- Opening Delimiter -

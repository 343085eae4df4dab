//! Loading application configuration (store backend, study constants, sample set) from TOML.
//!
//! See `AppConfig` for the expected schema. Every section is optional.

use std::path::PathBuf;

use serde::Deserialize;
use tracing::{error, info};

use crate::domain::Difficulty;

#[derive(Clone, Debug, Deserialize, Default)]
pub struct AppConfig {
  #[serde(default)]
  pub store: StoreCfg,
  #[serde(default)]
  pub study: StudyCfg,
  /// Replaces the bundled sample words when non-empty.
  #[serde(default)]
  pub samples: Vec<SampleCfg>,
}

#[derive(Clone, Copy, Debug, Deserialize, Default, PartialEq, Eq)]
#[serde(rename_all = "snake_case")]
pub enum StoreBackend {
  Memory,
  #[default]
  JsonFile,
}

#[derive(Clone, Debug, Deserialize)]
pub struct StoreCfg {
  #[serde(default)]
  pub backend: StoreBackend,
  #[serde(default = "default_store_path")]
  pub path: PathBuf,
}

fn default_store_path() -> PathBuf { PathBuf::from("data/tango.json") }

impl Default for StoreCfg {
  fn default() -> Self {
    Self { backend: StoreBackend::default(), path: default_store_path() }
  }
}

/// Tunable study settings. Round cap and minimum pool size are fixed
/// (`session::ROUND_CAP`, `session::MIN_POOL`) and rejected here.
#[derive(Clone, Copy, Debug, Deserialize, PartialEq, Eq)]
#[serde(deny_unknown_fields)]
pub struct StudyCfg {
  /// Words at or above this level are drilled in difficulty mode.
  #[serde(default = "default_hard_threshold")]
  pub hard_threshold: Difficulty,
}

fn default_hard_threshold() -> Difficulty { Difficulty::new(3).unwrap_or(Difficulty::MAX) }

impl Default for StudyCfg {
  fn default() -> Self {
    Self { hard_threshold: default_hard_threshold() }
  }
}

/// Sample word entry accepted in TOML configuration.
#[derive(Clone, Debug, Deserialize)]
pub struct SampleCfg {
  pub headword: String,
  pub translation: String,
  #[serde(default)]
  pub difficulty: Difficulty,
}

/// Load `AppConfig` from TANGO_CONFIG_PATH. Missing variable, IO or parse errors
/// all fall back to defaults.
pub fn load_config_from_env() -> AppConfig {
  let Ok(path) = std::env::var("TANGO_CONFIG_PATH") else {
    info!(target: "tango_backend", "TANGO_CONFIG_PATH not set; using default config");
    return AppConfig::default();
  };
  match std::fs::read_to_string(&path) {
    Ok(s) => match parse_config(&s) {
      Ok(cfg) => {
        info!(target: "tango_backend", %path, "Loaded config (TOML)");
        cfg
      }
      Err(e) => {
        error!(target: "tango_backend", %path, error = %e, "Failed to parse TOML config; using defaults");
        AppConfig::default()
      }
    },
    Err(e) => {
      error!(target: "tango_backend", %path, error = %e, "Failed to read TOML config file; using defaults");
      AppConfig::default()
    }
  }
}

pub fn parse_config(s: &str) -> Result<AppConfig, toml::de::Error> {
  toml::from_str::<AppConfig>(s)
}
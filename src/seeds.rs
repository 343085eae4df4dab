//! Bundled sample words: the fallback pool when the store is empty, unreadable,
//! or too small for the requested study mode.

use chrono::Utc;

use crate::config::SampleCfg;
use crate::domain::{Difficulty, Word, WordSource};

const SAMPLE_WORDS: &[(&str, &str, u8)] = &[
  ("apple", "りんご", 1),
  ("beautiful", "美しい", 2),
  ("challenge", "挑戦", 3),
  ("extraordinary", "並外れた", 4),
  ("library", "図書館", 1),
  ("borrow", "借りる", 2),
  ("consequence", "結果", 3),
  ("ambiguous", "曖昧な", 4),
];

fn sample_word(i: usize, headword: &str, translation: &str, difficulty: Difficulty) -> Word {
  Word {
    id: format!("sample-{}", i + 1),
    headword: headword.to_string(),
    translation: translation.to_string(),
    difficulty,
    correct_count: 0,
    incorrect_count: 0,
    last_studied: None,
    created_at: Utc::now(),
    source: WordSource::Sample,
  }
}

/// Minimal set of built-in words that keeps study mode usable with an empty store.
pub fn sample_words() -> Vec<Word> {
  SAMPLE_WORDS
    .iter()
    .enumerate()
    .map(|(i, (h, t, d))| sample_word(i, h, t, Difficulty::new(*d).unwrap_or_default()))
    .collect()
}

/// Sample set from config, or the bundled one when config provides none.
pub fn samples_from_config(cfg: &[SampleCfg]) -> Vec<Word> {
  let from_cfg: Vec<Word> = cfg
    .iter()
    .filter(|s| !s.headword.trim().is_empty() && !s.translation.trim().is_empty())
    .enumerate()
    .map(|(i, s)| sample_word(i, s.headword.trim(), s.translation.trim(), s.difficulty))
    .collect();
  if from_cfg.is_empty() { sample_words() } else { from_cfg }
}
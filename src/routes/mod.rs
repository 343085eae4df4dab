//! Router assembly: HTTP endpoints, WebSocket upgrade, static files, CORS, and HTTP tracing.

use std::sync::Arc;

use axum::{
    routing::{get, patch, post},
    Router,
};
use tower_http::{
    cors::{Any, CorsLayer},
    services::{ServeDir, ServeFile},
    trace::{DefaultMakeSpan, DefaultOnRequest, DefaultOnResponse, TraceLayer},
};
use tracing::Level;

use crate::state::AppState;

pub mod http;
pub mod ws;

/// Build the application router with:
/// - WebSocket at `/ws`
/// - REST-ish API under `/api/v1/...`
/// - Static SPA from `./static` with index fallback
/// - CORS (allow any origin/method/headers), tighten for production
/// - HTTP trace layer (per-request spans w/ method, path, status, latency)
pub fn build_router(state: Arc<AppState>) -> Router {
    // Static files with SPA fallback
    let static_service = ServeDir::new("./static")
        .append_index_html_on_directories(true)
        .not_found_service(ServeFile::new("./static/index.html"));

    Router::new()
        // WebSocket
        .route("/ws", get(ws::ws_upgrade))
        // HTTP API
        .route("/api/v1/health", get(http::http_health))
        .route("/api/v1/extract", post(http::http_post_extract))
        .route("/api/v1/ocr", post(http::http_post_ocr))
        .route("/api/v1/words", get(http::http_get_words).post(http::http_post_word))
        .route("/api/v1/words/import", post(http::http_post_import))
        .route("/api/v1/words/:id", patch(http::http_patch_word).delete(http::http_delete_word))
        .route("/api/v1/sessions", get(http::http_get_sessions))
        .route("/api/v1/study/start", post(http::http_post_study_start))
        .route("/api/v1/study/answer", post(http::http_post_study_answer))
        .route("/api/v1/study/next", post(http::http_post_study_next))
        .route("/api/v1/study/restart", post(http::http_post_study_restart))
        // State + CORS + HTTP tracing
        .with_state(state)
        .layer(
            CorsLayer::new()
                .allow_origin(Any)
                .allow_methods(Any)
                .allow_headers(Any),
        )
        .layer(
            TraceLayer::new_for_http()
                .make_span_with(DefaultMakeSpan::new().level(Level::INFO))
                .on_request(DefaultOnRequest::new().level(Level::INFO))
                .on_response(DefaultOnResponse::new().level(Level::INFO)),
        )
        // Frontend fallback
        .fallback_service(static_service)
}
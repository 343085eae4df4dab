//! WebSocket upgrade + message loop. Each client message is parsed as JSON and
//! forwarded to core logic. We reply with a single JSON message per request.
//!
//! A connection owns exactly one study session; `restart` returns it to mode
//! selection and closing the socket abandons it.

use std::sync::Arc;
use axum::{
  extract::{
    ws::{Message, WebSocket},
    State, WebSocketUpgrade,
  },
  response::IntoResponse,
};
use tracing::{info, error, instrument, debug};

use crate::protocol::{ClientWsMessage, NextOut, ServerWsMessage};
use crate::logic::{self, ApiResult};
use crate::session::StudySession;
use crate::state::AppState;

#[instrument(level = "info", skip(state))]
pub async fn ws_upgrade(ws: WebSocketUpgrade, State(state): State<Arc<AppState>>) -> impl IntoResponse {
  info!(target: "tango_backend", "WebSocket upgrade requested");
  ws.on_upgrade(move |socket| handle_ws(socket, state))
}

#[instrument(level = "info", skip(socket, state))]
async fn handle_ws(mut socket: WebSocket, state: Arc<AppState>) {
  info!(target: "tango_backend", "WebSocket connected");
  let mut session = StudySession::new(state.store.clone(), state.samples.as_ref().clone(), state.study);

  while let Some(Ok(msg)) = socket.recv().await {
    match msg {
      Message::Text(txt) => {
        // Parse, dispatch, serialize response.
        let reply_msg = match serde_json::from_str::<ClientWsMessage>(&txt) {
          Ok(incoming) => {
            debug!(target: "tango_backend", bytes = txt.len(), "WS message received");
            handle_client_ws(incoming, &state, &mut session).await
          }
          Err(e) => ServerWsMessage::Error { message: format!("Invalid JSON: {}", e) },
        };

        let out = serde_json::to_string(&reply_msg).unwrap_or_else(|e| {
          serde_json::json!({ "type": "error", "message": format!("Serialization error: {}", e) }).to_string()
        });

        if let Err(e) = socket.send(Message::Text(out)).await {
          error!(target: "tango_backend", error = %e, "WS send error");
          break;
        }
      }
      Message::Ping(payload) => { let _ = socket.send(Message::Pong(payload)).await; }
      Message::Close(_) => break,
      _ => {}
    }
  }
  info!(target: "tango_backend", phase = session.phase().as_str(), studied = session.words_studied().len(), "WebSocket disconnected");
}

fn or_error<T>(r: ApiResult<T>, ok: impl FnOnce(T) -> ServerWsMessage) -> ServerWsMessage {
  match r {
    Ok(v) => ok(v),
    Err(e) => ServerWsMessage::Error { message: e.message },
  }
}

#[instrument(level = "info", skip_all)]
async fn handle_client_ws(msg: ClientWsMessage, state: &AppState, session: &mut StudySession) -> ServerWsMessage {
  match msg {
    ClientWsMessage::Ping => ServerWsMessage::Pong,

    ClientWsMessage::Extract { text } => {
      let out = logic::do_extract(&text);
      ServerWsMessage::Pairs { pairs: out.pairs }
    }

    ClientWsMessage::Ocr { image_base64, mime } => or_error(
      logic::do_ocr(state, &image_base64, &mime).await,
      |o| ServerWsMessage::OcrResult { text: o.text, pairs: o.pairs },
    ),

    ClientWsMessage::StartStudy { mode } => {
      let r = logic::start_on(session, mode).await;
      tracing::info!(target: "study", mode = mode.as_str(), ok = r.is_ok(), "WS start_study");
      or_error(r, |quiz| ServerWsMessage::Quiz { quiz })
    }

    ClientWsMessage::SubmitAnswer { choice } => {
      let r = logic::answer_on(session, &choice).await;
      or_error(r, |result| ServerWsMessage::AnswerResult { result })
    }

    ClientWsMessage::Next => or_error(logic::next_on(session).await, |next| match next {
      NextOut::Next { quiz } => ServerWsMessage::Quiz { quiz },
      NextOut::Completed { summary } => ServerWsMessage::Completed { summary },
    }),

    ClientWsMessage::Restart => {
      session.restart();
      ServerWsMessage::Restarted
    }
  }
}
//! Study session: a bounded sequence of quiz rounds over an eligible word pool.
//!
//! States:
//!   SelectingMode --start--> AwaitingAnswer --submit_answer--> Answered
//!   Answered --advance--> AwaitingAnswer   (rounds left)
//!   Answered --advance--> Completed        (round cap reached)
//!   any --restart--> SelectingMode
//!
//! The store is the source of truth for words. Every round re-reads the word
//! list, so difficulty mode always reflects the scores written by the previous
//! round. Persistence is best effort: a failed write is logged and reported in
//! the round outcome, but the in-memory score still advances and the session
//! still completes at the round cap.

use std::sync::Arc;

use chrono::Utc;
use rand::{rngs::StdRng, SeedableRng};
use serde::Serialize;
use tracing::{error, info, instrument, warn};

use crate::config::StudyCfg;
use crate::difficulty::answer_patch;
use crate::domain::{Difficulty, NewSessionRecord, Quiz, SessionPatch, StudyMode, Word};
use crate::error::StudyError;
use crate::quiz::generate_quiz;
use crate::store::VocabStore;

/// Answered rounds per session.
pub const ROUND_CAP: u32 = 10;
/// Smallest difficulty-mode pool; below it the pool is padded from the fallback set.
pub const MIN_POOL: usize = 4;

#[derive(Clone, Copy, Debug, PartialEq, Eq, Serialize)]
#[serde(rename_all = "snake_case")]
pub enum Phase {
    SelectingMode,
    AwaitingAnswer,
    Answered,
    Completed,
}

impl Phase {
    pub fn as_str(&self) -> &'static str {
        match self {
            Phase::SelectingMode => "selecting_mode",
            Phase::AwaitingAnswer => "awaiting_answer",
            Phase::Answered => "answered",
            Phase::Completed => "completed",
        }
    }
}

/// Running score of the current session.
#[derive(Clone, Copy, Debug, Default, PartialEq, Eq, Serialize)]
pub struct Score {
    pub correct: u32,
    pub total: u32,
}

- Closing Delimiter -

WHAT THE EXERCISE ASKS: When the line with "TraceLayer::new_for_http()" is reached in the data above, start copying there, and copy each line exactly until the line with "as JSON and" has been copied; copy nothing else.

TASK SOLUTION:
            TraceLayer::new_for_http()
                .make_span_with(DefaultMakeSpan::new().level(Level::INFO))
                .on_request(DefaultOnRequest::new().level(Level::INFO))
                .on_response(DefaultOnResponse::new().level(Level::INFO)),
        )
        // Frontend fallback
        .fallback_service(static_service)
}
repository 343085eae4df4dab
//! WebSocket upgrade + message loop. Each client message is parsed as JSON and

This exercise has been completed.